Severance and the EI Waiting Period: The Interaction That Costs Thousands

How your severance is structured determines when EI benefits start. This is the single biggest planning lever for anyone receiving both severance and EI — and it's the one most laid-off workers miss.

  • Salary continuance: EI benefits begin after the salary continuance ends. If you receive 14 weeks of salary continuance, EI starts in week 15 (plus the 1-week waiting period).
  • Lump-sum severance: Typically allocated as earnings over the period the severance is meant to cover. A 14-week lump sum delays EI by approximately 14 weeks.
  • Retiring allowance: May be treated differently — not always allocated as insurable earnings. The treatment depends on the specific terms.

The interaction matters because vacation pay stacked on top of severance within an EI claim period reduces EI dollar-for-dollar. Using vacation pay before filing the EI claim avoids the clawback entirely. A Brampton factory worker we modelled in our Ontario layoff scenario saved $3,000 by timing the vacation pay correctly.

Bottom Line: Who Benefits Most From the 2026 Changes

Workers earning $65,700–$68,900 see the biggest benefit increase.

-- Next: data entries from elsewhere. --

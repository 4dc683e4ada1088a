//! Placeholder substitution for template contents.
//!
//! Three mechanisms are applied, in order:
//! - `{{ name }}` placeholders, looked up in a substitution map
//! - marked blocks between `@quikroute <name> start` and `@quikroute <name> stop`
//! - the sample model token, replaced while keeping the case of its first letter

use indexmap::IndexMap;
use regex::{Captures, Regex};
use std::sync::LazyLock;

use crate::codegen::utils::{lower_first, upper_first};

/// Sample model name used inside templates
pub const TEMPLATE_MODEL_TOKEN: &str = "quikTemplateModel";

/// Marker prefix for generated blocks
pub const BLOCK_MARKER: &str = "@quikroute";

static PLACEHOLDER: LazyLock<Regex> = LazyLock::new(|| {
    Regex::new(r"\{\{\s*([A-Za-z_][A-Za-z0-9_]*)\s*\}\}").expect("placeholder pattern is valid")
});

/// Placeholder name -> value, in insertion order
pub type Substitutions = IndexMap<String, String>;

/// Replace `{{ name }}` placeholders
///
/// Unknown names are left untouched so template syntax that merely looks
/// like a placeholder survives.
pub fn render(template: &str, substitutions: &Substitutions) -> String {
    PLACEHOLDER
        .replace_all(template, |caps: &Captures| {
            let name = &caps[1];
            match substitutions.get(name) {
                Some(value) => value.clone(),
                None => {
                    tracing::warn!(placeholder = %name, "unknown placeholder left as is");
                    caps[0].to_string()
                }
            }
        })
        .into_owned()
}

/// Case-insensitively replace `search`, following the case of each match's first letter
///
/// With `search = "quikTemplateModel"` and `replacement = "BlogPost"`,
/// `quikTemplateModelList` becomes `blogPostList` and `addQuikTemplateModel`
/// becomes `addBlogPost`.
pub fn replace_preserving_case(content: &str, search: &str, replacement: &str) -> String {
    if search.is_empty() {
        return content.to_string();
    }

    let pattern = match Regex::new(&format!("(?i){}", regex::escape(search))) {
        Ok(pattern) => pattern,
        Err(_) => return content.to_string(),
    };

    pattern
        .replace_all(content, |caps: &Captures| {
            let first = caps[0].chars().next();
            match first {
                Some(c) if c.is_uppercase() => upper_first(replacement),
                Some(c) if c.is_lowercase() => lower_first(replacement),
                _ => replacement.to_string(),
            }
        })
        .into_owned()
}

/// Replace the lines between a block's start and stop markers
///
/// Marker lines are kept; generated lines take the start marker's
/// indentation. Content without both markers is returned unchanged.
pub fn replace_marked_block(content: &str, block: &str, generated: &[String]) -> String {
    let start = format!("{} {} start", BLOCK_MARKER, block);
    let stop = format!("{} {} stop", BLOCK_MARKER, block);

    let lines: Vec<&str> = content.lines().collect();
    let Some(start_index) = lines.iter().position(|line| line.contains(&start)) else {
        return content.to_string();
    };
    let Some(stop_offset) = lines[start_index..].iter().position(|line| line.contains(&stop)) else {
        return content.to_string();
    };
    let stop_index = start_index + stop_offset;

    let start_line = lines[start_index];
    let indent = &start_line[..start_line.len() - start_line.trim_start().len()];

    let mut out: Vec<String> = Vec::with_capacity(lines.len() + generated.len());
    out.extend(lines[..=start_index].iter().map(|l| l.to_string()));
    out.extend(generated.iter().map(|g| format!("{}{}", indent, g)));
    out.extend(lines[stop_index..].iter().map(|l| l.to_string()));

    let mut result = out.join("\n");
    if content.ends_with('\n') {
        result.push('\n');
    }
    result
}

This is the income band that was previously capped and is now fully insured. Their weekly EI benefit rises from the 2025 ceiling ($695) toward the new 2026 ceiling ($728). Everyone below $65,700 sees no benefit change. Everyone above $68,900 hits the same cap as someone at $68,900.

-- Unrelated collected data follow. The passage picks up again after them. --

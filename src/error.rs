//! Error types for schema loading, route building and materialization.

use std::path::PathBuf;

/// Errors raised while building a route tree.
///
/// Every variant carries the ancestor chain (`User > Post`) at the point of
/// failure so callers can tell which relation caused it.
#[derive(Debug, Clone, PartialEq, Eq, thiserror::Error)]
pub enum RouteError {
    /// Missing root model, or two siblings that would share a path segment.
    #[error("configuration error at '{path}': {message}")]
    Configuration { message: String, path: String },

    /// A relation field points at a model the registry does not contain.
    #[error("unresolved relation {model}.{field} -> '{related}' at '{path}'")]
    UnresolvedRelation {
        model: String,
        field: String,
        related: String,
        path: String,
    },
}

impl RouteError {
    /// Ancestor chain reported with the error
    pub fn path(&self) -> &str {
        match self {
            RouteError::Configuration { path, .. } => path,
            RouteError::UnresolvedRelation { path, .. } => path,
        }
    }
}

/// Errors raised while loading or validating a model registry.
#[derive(Debug, thiserror::Error)]
pub enum SchemaError {
    #[error("failed to read {path}: {source}")]
    Io {
        path: PathBuf,
        #[source]
        source: std::io::Error,
    },

    #[error("failed to parse YAML in {path}: {source}")]
    Yaml {
        path: PathBuf,
        #[source]
        source: serde_yaml::Error,
    },

    #[error("failed to parse JSON in {path}: {source}")]
    Json {
        path: PathBuf,
        #[source]
        source: serde_json::Error,
    },

    #[error("unsupported schema file '{0}' (expected .yaml, .yml or .json)")]
    UnsupportedFormat(PathBuf),

    #[error("model name cannot be empty")]
    EmptyModelName,

    #[error("invalid name '{name}' in {context}: use letters, digits and '_', not starting with a digit")]
    InvalidName { name: String, context: String },

    #[error("duplicate model '{0}'")]
    DuplicateModel(String),

    #[error("field name cannot be empty in model '{0}'")]
    EmptyFieldName(String),

    #[error("duplicate field '{field}' in model '{model}'")]
    DuplicateField { model: String, field: String },
}

/// Errors raised while loading templates or stamping files.
#[derive(Debug, thiserror::Error)]
pub enum TemplateError {
    #[error("template directory does not exist: {0}")]
    MissingDirectory(PathBuf),

    #[error("failed to read template {path}: {source}")]
    Read {
        path: PathBuf,
        #[source]
        source: std::io::Error,
    },

    #[error("two routes materialize to the same file '{0}'")]
    DuplicateOutput(PathBuf),
}

/// Top-level error for a full generation run.
#[derive(Debug, thiserror::Error)]
pub enum GenerateError {
    #[error(transparent)]
    Schema(#[from] SchemaError),

    #[error(transparent)]
    Route(#[from] RouteError),

    #[error(transparent)]
    Template(#[from] TemplateError),

    #[error("failed to write {path}: {source}")]
    Write {
        path: PathBuf,
        #[source]
        source: std::io::Error,
    },

    #[error("invalid project configuration: {0}")]
    Config(String),

    #[error("refusing to write outside the output directory: {0}")]
    UnsafeOutputPath(PathBuf),
}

Workers earning under $65,700 get a tiny premium cut.

The $0.01/$100 rate reduction saves $6/year on a $60,000 salary. The benefit amount is unchanged. This group is functionally unaffected by the 2026 changes.

Employers pay ~$64/year more per employee at the MIE cap.

The 1.4× multiplier amplifies the MIE increase. For a 50-employee firm with most staff earning above $68,900, that's roughly $3,200/year in additional payroll costs — real, but unlikely to drive hiring decisions on its own.

Frequently Asked Questions

Q:What is the maximum EI benefit per week in Canada for 2026?

A:The maximum weekly EI benefit for 2026 is $728. This is calculated as 55% of the maximum insurable earnings ($68,900) divided by 52 weeks: $68,900 ÷ 52 = $1,325/week × 55% = $728.75, rounded to $728. In 2025, the maximum was $695. You receive 55% of your average weekly insurable earnings, up to this cap.

Q:What are the EI maximum insurable earnings for 2026?

A:The 2026 maximum insurable earnings (MIE) is $68,900, up from $65,700 in 2025. The MIE is the income ceiling for EI purposes: you pay premiums only on earnings up to this amount, and your benefit calculation is based on insurable earnings up to this cap. Any income above $68,900 is not insured and does not increase your EI benefit.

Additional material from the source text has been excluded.